**What the task asks:**
Begin at the line containing "impl<'a> Drop for" in the entries below and end at the line containing "cleanup on drop."; transcribe that range exactly and nothing outside it.

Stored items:
//! The main temporary space type.

use std::path::{Path, PathBuf};
use std::sync::Arc;

use crate::api::config::TempConfig;
use crate::api::create::{create_with, NamedFile};
use crate::api::error::Result;
use crate::api::path::allocate_with;
use crate::api::registry::TempRegistry;
use crate::api::scope::{CleanupGuard, CleanupScope};
use crate::api::stats::RegistryStats;

/// A directory plus naming scheme plus a shared deletion registry.
///
/// Cheap to clone; clones share the registry, so files registered through
/// any clone are removed by a single [`cleanup`](Self::cleanup).
///
/// # Example
///
/// ```rust,no_run
/// use tempsweep::{TempConfig, TempSpace};
///
/// let space = TempSpace::new(TempConfig::in_dir("/tmp/x"));
///
/// let out = space.create_deferred("profile", ".pb")?;
/// // ... write to out ...
/// drop(out);
///
/// space.cleanup();
/// # Ok::<(), tempsweep::TempFileError>(())
/// ```
#[derive(Debug, Clone)]
pub struct TempSpace {
    config: Arc<TempConfig>,
    registry: Arc<TempRegistry>,
}

impl TempSpace {
    /// Create a space with its own registry.
    pub fn new(config: TempConfig) -> Self {
        Self::with_registry(config, Arc::new(TempRegistry::new()))
    }

    /// Create a space that registers into an existing registry.
    pub fn with_registry(config: TempConfig, registry: Arc<TempRegistry>) -> Self {
        Self {
            config: Arc::new(config),
            registry,
        }
    }

    /// Create a space configured from the environment.
    pub fn from_env() -> Self {
        Self::new(TempConfig::from_env())
    }

    /// The configuration.
    pub fn config(&self) -> &TempConfig {
        &self.config
    }

    /// Directory files are allocated in.
    pub fn dir(&self) -> &Path {
        &self.config.dir
    }

    /// The shared registry.
    pub fn registry(&self) -> &Arc<TempRegistry> {
        &self.registry
    }

    /// Find an unused path in the configured directory.
    pub fn allocate(&self, prefix: &str, suffix: &str) -> Result<PathBuf> {
        allocate_with(&self.config.naming, &self.config.dir, prefix, suffix)
    }

    /// Create a file in the configured directory.
    pub fn create(&self, prefix: &str, suffix: &str) -> Result<NamedFile> {
        create_with(&self.config.naming, &self.config.dir, prefix, suffix)
    }

    /// Create a file and register it for deferred deletion.
    pub fn create_deferred(&self, prefix: &str, suffix: &str) -> Result<NamedFile> {
        let file = self.create(prefix, suffix)?;
        self.registry.defer_delete(file.path());
        Ok(file)
    }

    /// Mark `path` for deletion by the next cleanup.
    pub fn defer_delete(&self, path: impl Into<PathBuf>) {
        self.registry.defer_delete(path);
    }

    /// Remove everything registered so far. Never fails.
    pub fn cleanup(&self) {
        self.registry.cleanup();
    }

    /// Get registry statistics.
    pub fn stats(&self) -> RegistryStats {
        self.registry.stats()
    }
}

impl Default for TempSpace {
    fn default() -> Self {
        Self::new(TempConfig::default())
    }
}

impl CleanupScope for TempSpace {
    fn cleanup_scope(&self) -> CleanupGuard<'_> {
        self.registry.cleanup_on_drop()
    }
}
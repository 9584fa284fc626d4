//! Cleanup guards for RAII-style cleanup.

use crate::api::registry::TempRegistry;

/// A guard that cleans up a registry when dropped.
///
/// # Example
///
/// ```rust,no_run
/// use tempsweep::TempRegistry;
///
/// let registry = TempRegistry::new();
///
/// {
///     let _cleanup = registry.cleanup_on_drop();
///     registry.defer_delete("/tmp/x/profile001.pb");
/// } // profile001.pb is removed here
/// ```
#[must_use = "the registry is cleaned up as soon as the guard is dropped"]
pub struct CleanupGuard<'a> {
    registry: Option<&'a TempRegistry>,
}

impl<'a> CleanupGuard<'a> {
    /// Create a new cleanup guard.
    pub(crate) fn new(registry: &'a TempRegistry) -> Self {
        Self {
            registry: Some(registry),
        }
    }

    /// Drop the guard without cleaning up.
    pub fn disarm(mut self) {
        self.registry = None;
    }
}

impl<'a> Drop for CleanupGuard<'a> {
    fn drop(&mut self) {
        if let Some(registry) = self.registry.take() {
            registry.cleanup();
        }
    }
}

/// A trait for types that can hand out a cleanup guard.
pub trait CleanupScope {
    /// Create a guard that runs cleanup on drop.
    fn cleanup_scope(&self) -> CleanupGuard<'_>;
}

impl CleanupScope for TempRegistry {
    fn cleanup_scope(&self) -> CleanupGuard<'_> {
        self.cleanup_on_drop()
    }
}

**Solution to the problem:**
impl<'a> Drop for CleanupGuard<'a> {
    fn drop(&mut self) {
        if let Some(registry) = self.registry.take() {
            registry.cleanup();
        }
    }
}

/// A trait for types that can hand out a cleanup guard.
pub trait CleanupScope {
    /// Create a guard that runs cleanup on drop.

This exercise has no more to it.